Und auch Andreas Platthaus (FAZ) meint, Companéez sei gescheitert:

„Wem es (...) nach verlorener Zeit gelüstet, der bekommt heute Abend bei arte einiges geboten. Allerdings nicht im Sinne Prousts.  


ALTPAPIERKORB

+++ Die Jüdische Allgemeine würdigt das 60-jährige Jubiläum der Satire-Pionierzeitschrift MAD und erinnert daran, dass die einst von Herbert Feuerstein geleitete hiesige Ausgabe der deutschen Sprache „schöne Worte“ wie „würg“ und „ächz“ geschenkt habe.

+++ Diese „schönen Worte“ stecken implizit in allerlei aktuellen TV-Programmbetrachtungen, nicht nur bei den Proust-Verfilmungsskeptikern. Wenig hält zum Beispiel Thomas Gehringer (Tagesspiegel) von der ZDF-Comedysendung „Nicht nachmachen“ mit Wigald Boning („sechsteiliger Sommer-Quatsch“). Beim Interview, das Welt Online mit Boning geführt hat, werden die meisten Leser wohl nicht einmal dazu kommen, „ächz“ zu sagen, weil sie vorher schon eingeschlafen sind.

+++ Komplett misslungen, teilweise gar „lächerlich“ und „albern“ findet Reinhard Lüke (Funkkorrespondenz) die heutige NDR-Reportage „Kampf um den Fisch – Deutsche Trawler vor Afrikas Küsten“. Teile der Aufnahmen entstanden auf einem „Presseboot“ von Greenpeace, und diese oder ähnliche kennt der eine oder andere Zuschauer vielleicht schon aus dem ZDF.

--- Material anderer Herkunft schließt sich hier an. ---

pub mod range;


use {
    super::{ClusterError, ClusterResult, KeyHash},
    serde::{Deserialize, Serialize},
    std::fmt,
};

pub use range::KeyRange;

/// Circular space of key hash slots.
///
/// Space is defined by a single integer, its length, covering slots
/// `[0, length)`. Logically the space is circular: all [`KeyRange`]s are
/// contiguous by wrapping around at the end of the space.
///
/// Equality and hashing are based on the length alone.
#[derive(Debug, Clone, Copy, PartialEq, Eq, Hash, Serialize, Deserialize)]
#[serde(try_from = "u32", into = "u32")]
pub struct KeySpace {
    length: u32,
}

impl Default for KeySpace {
    fn default() -> Self {
        Self {
            length: Self::DEFAULT_LENGTH,
        }
    }
}

impl KeySpace {
    /// Nicely divisible default length; also a conceptually nice analogy to
    /// degrees of a circle.
    pub const DEFAULT_LENGTH: u32 = 360;

    /// Largest supported length; slot arithmetic over two lengths must fit
    /// into `u32`.
    pub const MAX_LENGTH: u32 = i32::MAX as u32;

    /// Creates a key space of a given length, within `[1, MAX_LENGTH]`.
    pub fn new(length: u32) -> ClusterResult<Self> {
        if length == 0 {
            return Err(ClusterError::InvalidArgument(
                "key space length must be positive".into(),
            ));
        }
        if length > Self::MAX_LENGTH {
            return Err(ClusterError::InvalidArgument(format!(
                "key space length {length} exceeds maximum of {}",
                Self::MAX_LENGTH
            )));
        }
        Ok(Self { length })
    }

    /// Number of slots in the key space.
    pub fn length(&self) -> u32 {
        self.length
    }

    /// Creates a range starting at `start` (inclusive) spanning `length` slots.
    ///
    /// Fails if `start` is outside of `[0, L)` or `length` outside of `[0, L]`.
    pub fn range(&self, start: u32, length: u32) -> ClusterResult<KeyRange> {
        if start >= self.length {
            return Err(ClusterError::InvalidArgument(format!(
                "Invalid 'start' argument, {start}; must be [0, {}[",
                self.length
            )));
        }
        if length > self.length {
            return Err(ClusterError::InvalidArgument(format!(
                "Invalid 'length' argument, {length}; must be [0, {}]",
                self.length
            )));
        }
        Ok(KeyRange::new_unchecked(*self, start, length))
    }

    /// Parses a range from its compact textual form.
    ///
    /// Accepts both `"[start,+length]"` (as produced by `Display`) and the
    /// bare `"start,length"` form.
    pub fn parse_range(&self, text: &str) -> ClusterResult<KeyRange> {
        let invalid = || ClusterError::InvalidArgument(format!("Invalid key range '{text}'"));
        let body = text.trim();
        let body = body
            .strip_prefix('[')
            .and_then(|b| b.strip_suffix(']'))
            .unwrap_or(body);
        let (start, length) = body.split_once(',').ok_or_else(invalid)?;
        let start = start.trim().parse::<u32>().map_err(|_| invalid())?;
        let length = length.trim();
        let length = length
            .strip_prefix('+')
            .unwrap_or(length)
            .parse::<u32>()
            .map_err(|_| invalid())?;
        self.range(start, length)
    }

    /// Zero-length range.
    pub fn empty_range(&self) -> KeyRange {
        KeyRange::new_unchecked(*self, 0, 0)
    }

    /// Range covering the whole space.
    pub fn full_range(&self) -> KeyRange {
        KeyRange::new_unchecked(*self, 0, self.length)
    }

    /// Reduces a raw routing hash into this key space.
    pub fn hash(&self, full_hash: u64) -> KeyHash {
        KeyHash::new(full_hash, self.length)
    }

    /// Calculates the range of the node at `index`, when the space is divided
    /// into `segment_count` segments and each node covers `copies` consecutive
    /// segments starting from its own.
    ///
    /// Evenly divisible spaces use exact integer arithmetic. Otherwise segment
    /// boundaries are rounded to the nearest slot, wrapping the end past the
    /// start when needed.
    pub fn calc_segment(&self, index: u32, segment_count: u32, copies: u32) -> ClusterResult<KeyRange> {
        // Trivial case: a single node covers everything.
        if segment_count <= 1 {
            return Ok(self.full_range());
        }
        if index >= segment_count {
            return Err(ClusterError::InvalidArgument(format!(
                "Invalid segment index {index}; must be [0, {segment_count}["
            )));
        }
        if copies == 0 {
            return Err(ClusterError::InvalidArgument(
                "Number of copies must be positive".into(),
            ));
        }

        // Other full coverage cases still must start at the node's own segment.
        let copies = copies.min(segment_count);
        let length = u64::from(self.length);

        if self.length % segment_count == 0 {
            let simple = self.length / segment_count;
            return self.range(index * simple, copies * simple);
        }

        let segment_length = length as f64 / f64::from(segment_count);
        let start = (segment_length * f64::from(index)).round() as u64;
        if copies == segment_count {
            return self.range((start % length) as u32, self.length);
        }
        let end = (segment_length * f64::from((index + copies) % segment_count)).round() as u64;
        let span = if end < start { end + length - start } else { end - start };
        self.range((start % length) as u32, span.min(length) as u32)
    }

    /// Number of slots covered by the union of given ranges.
    ///
    /// Result is within `[0, L]`, between "no coverage" and "full coverage".
    pub fn coverage<'a, I>(&self, ranges: I) -> u32
    where
        I: IntoIterator<Item = &'a KeyRange>,
    {
        let mut slots = vec![false; self.length as usize];
        for range in ranges {
            range.fill(&mut slots);
        }
        let covered = slots.iter().filter(|covered| **covered).count() as u32;
        covered.min(self.length)
    }
}

impl TryFrom<u32> for KeySpace {
    type Error = ClusterError;

    fn try_from(length: u32) -> ClusterResult<Self> {
        Self::new(length)
    }
}

impl From<KeySpace> for u32 {
    fn from(keyspace: KeySpace) -> Self {
        keyspace.length
    }
}

impl fmt::Display for KeySpace {
    fn fmt(&self, f: &mut fmt::Formatter<'_>) -> fmt::Result {
        write!(f, "[0,+{}]", self.length)
    }
}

+++ Ebenfalls in der FK: eine Rezension zur Doku „Das Dorfexperiment – Gemeinsam in die Zukunft“, die am Montag im Dritten Programm des SWR läuft, jenes Senders also, in dessen Rundfunkrat es heute vielleicht hoch her geht (siehe oben). Der Film über einer 50-köpfige Genossenschaft, die sich Selbstversorgung auf ihre Fahnen geschrieben hat, ist trotz des interessanten Themas wohl allenfalls mittelprächtig. 

+++ Einen Blick zurück auf die ferkelige RTL-2-Dokusoap „Villa Germania - Forever young“, also auf „acht Folgen, die ausschließlich Fassungslosigkeit darüber evozieren, was im deutschen Fernsehen inzwischen alles möglich ist und in deren Mittelpunkt zwei Rentner stehen, die sich „wie 16-Jährige aufführen, nur noch selbstreferentieller“, findet man bei süddeutsche.de. Die Mädchenmannschaft ist auch angewidert: „Die in der Doku-Soap auftretenden thailändische Frauen werden als sprachlose Produkte vorgeführt. Die [Nichtvorzeige-]Männer bringen bei, wie deutsches Bier mit Krönchen serviert wird, erzählen unerträglichen Sinnlos-Kram (O-Ton: ‚Ohne das Thai-Gesicht würde sie aussehen wie meine verstorbene Frau‘) und zeigen in fast jeder Szene, hinter welch hetero­normativ-rassistischem Mond sie leben.“

+++ Jetzt aber mal zu rundum guten Fernsehen: Peer Schader (FAZ-Fernsehblog) jedenfalls gefällt die ORF-Wissenschaftshow „Science Busters“: „Das Faszinierende (...) ist, mit welch einfachen Mitteln die Show funktioniert: ganz ohne virtuelles Studio und aufwändige 3D-Animationen. Es gibt nur eine schwarze Bühne, zwei Schreibtische, ein paar Scheinwerfer und eine Wand, auf die Animationen oder mitgebrachte Diagrammen projiziert werden.“

+++ Auf das Phänomen, dass man den einen oder anderen Verriss durchaus gern liest, obwohl man das, was verrissen wird, gut findet, geht der New Yorker im Zusammenhang mit der fast zeitgleich im US-amerikanischen und im deutschen Pay-TV gestarteten Serie „The Newsroom“ ein (siehe dieses und dieses Altpapier)

+++ Dem Informationskrieg um Syrien, einem Thema, das hier zu Lande wegen europäischer Finanzen und europäischem Fußball etwas aus dem Blick geraten ist, widmet sich Index on Censorship.

+++ Die Berliner Zeitung berichtet über die Aufsplittung von Rupert Murdochs Konzern News Corp. (siehe Altpapier). Dass die Entscheidung „im Zusammenhang mit dem Abhörskandal und der geplatzten BSkyB-Übernahme stehen könnte, wies Rupert Murdoch von sich. Dieser Schritt sei ‚keine Reaktion auf irgendetwas in Großbritannien.‘“

+++ Nach uns die Software: Um Schreibprogramme, die die Aufgaben von Journalisten aus Fleisch und Blut übernehmen, geht es in meinem oben schon en passant erwähnten konkret-Artikel (siehe auch Altpapier).

+++ Die WoZ bereitet ihre Enthüllungen um die Domain adolf-hitler.ch nach (siehe Altpapier).

+++ Für unsere Leser in Frankfurt und Umgebung: Im Rahmen dieser Ausstellung ist im Jüdischen Museum heute der vierte Teil des zwischen 1968 und 1970 ausgestrahlten Spielfilm-Fünfteilers Ich, Axel Caesar Springer zu sehen. Das rund sechsstündige Werk war „mit seinen Produktionskosten von über 7 Millionen DDR-Mark eine der aufwendigsten Produktionen des DDR-Fernsehens“.

Neues Altpapier gibt es wieder am Montag.